┌────────

//! VentureLab edge API: the platform's serverless functions as one axum
//! service.

pub mod audit;
pub mod auth;
pub mod backend;
pub mod error;
pub mod handlers;
pub mod metrics;
pub mod middleware;
pub mod routes;
pub mod server;
pub mod state;

#[cfg(test)]
mod test_helpers;

pub use auth::{AccessTier, AuthContext, AuthVerifier, JwtVerifier, RemoteAuthVerifier};
pub use backend::{Backend, BackendError, InMemoryBackend, RestBackend};
pub use error::*;
pub use routes::*;
pub use server::*;
pub use state::*;
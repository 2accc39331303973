use crate::{auth, handlers, middleware as mw, AppState};
use axum::{
    middleware,
    routing::{get, post},
    Router,
};
use tower::ServiceBuilder;
use tower_http::trace::TraceLayer;

pub fn create_router(state: AppState) -> Router {
    // Edge functions; every one needs a verified caller
    let api = Router::new()
        .route("/me", get(handlers::get_me))
        .route("/coach/chat", post(handlers::coach_chat))
        .route("/tank/score", post(handlers::score_pitch))
        .route(
            "/missions/{mission_id}/progress",
            post(handlers::update_progress),
        )
        .route("/checkout/quote", post(handlers::checkout_quote))
        .route("/admin/students/{user_id}/xp", post(handlers::grant_xp))
        .route_layer(middleware::from_fn_with_state(
            state.clone(),
            auth::require_auth,
        ));

    let cors = mw::cors_layer(&state.settings.cors);

    Router::new()
        // Public
        .route("/health", get(handlers::health))
        .route("/metrics", get(handlers::metrics_handler))
        .nest("/api", api)
        .layer(middleware::from_fn_with_state(
            state.clone(),
            mw::ip_guard_middleware,
        ))
        .with_state(state)
        .layer(
            ServiceBuilder::new()
                .layer(cors)
                .layer(middleware::from_fn(mw::security_headers_middleware))
                .layer(TraceLayer::new_for_http()),
        )
}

└────────

Print the whole listing above exactly, please.

//! VentureLab edge API: the platform's serverless functions as one axum
//! service.

pub mod audit;
pub mod auth;
pub mod backend;
pub mod error;
pub mod handlers;
pub mod metrics;
pub mod middleware;
pub mod routes;
pub mod server;
pub mod state;

#[cfg(test)]
mod test_helpers;

pub use auth::{AccessTier, AuthContext, AuthVerifier, JwtVerifier, RemoteAuthVerifier};
pub use backend::{Backend, BackendError, InMemoryBackend, RestBackend};
pub use error::*;
pub use routes::*;
pub use server::*;
pub use state::*;
repository 2accc39331303973
use crate::{auth, handlers, middleware as mw, AppState};
use axum::{
    middleware,
    routing::{get, post},
    Router,
};
use tower::ServiceBuilder;
use tower_http::trace::TraceLayer;

pub fn create_router(state: AppState) -> Router {
    // Edge functions; every one needs a verified caller
    let api = Router::new()
        .route("/me", get(handlers::get_me))
        .route("/coach/chat", post(handlers::coach_chat))
        .route("/tank/score", post(handlers::score_pitch))
        .route(
            "/missions/{mission_id}/progress",
            post(handlers::update_progress),
        )
        .route("/checkout/quote", post(handlers::checkout_quote))
        .route("/admin/students/{user_id}/xp", post(handlers::grant_xp))
        .route_layer(middleware::from_fn_with_state(
            state.clone(),
            auth::require_auth,
        ));

    let cors = mw::cors_layer(&state.settings.cors);

    Router::new()
        // Public
        .route("/health", get(handlers::health))
        .route("/metrics", get(handlers::metrics_handler))
        .nest("/api", api)
        .layer(middleware::from_fn_with_state(
            state.clone(),
            mw::ip_guard_middleware,
        ))
        .with_state(state)
        .layer(
            ServiceBuilder::new()
                .layer(cors)
                .layer(middleware::from_fn(mw::security_headers_middleware))
                .layer(TraceLayer::new_for_http()),
        )
}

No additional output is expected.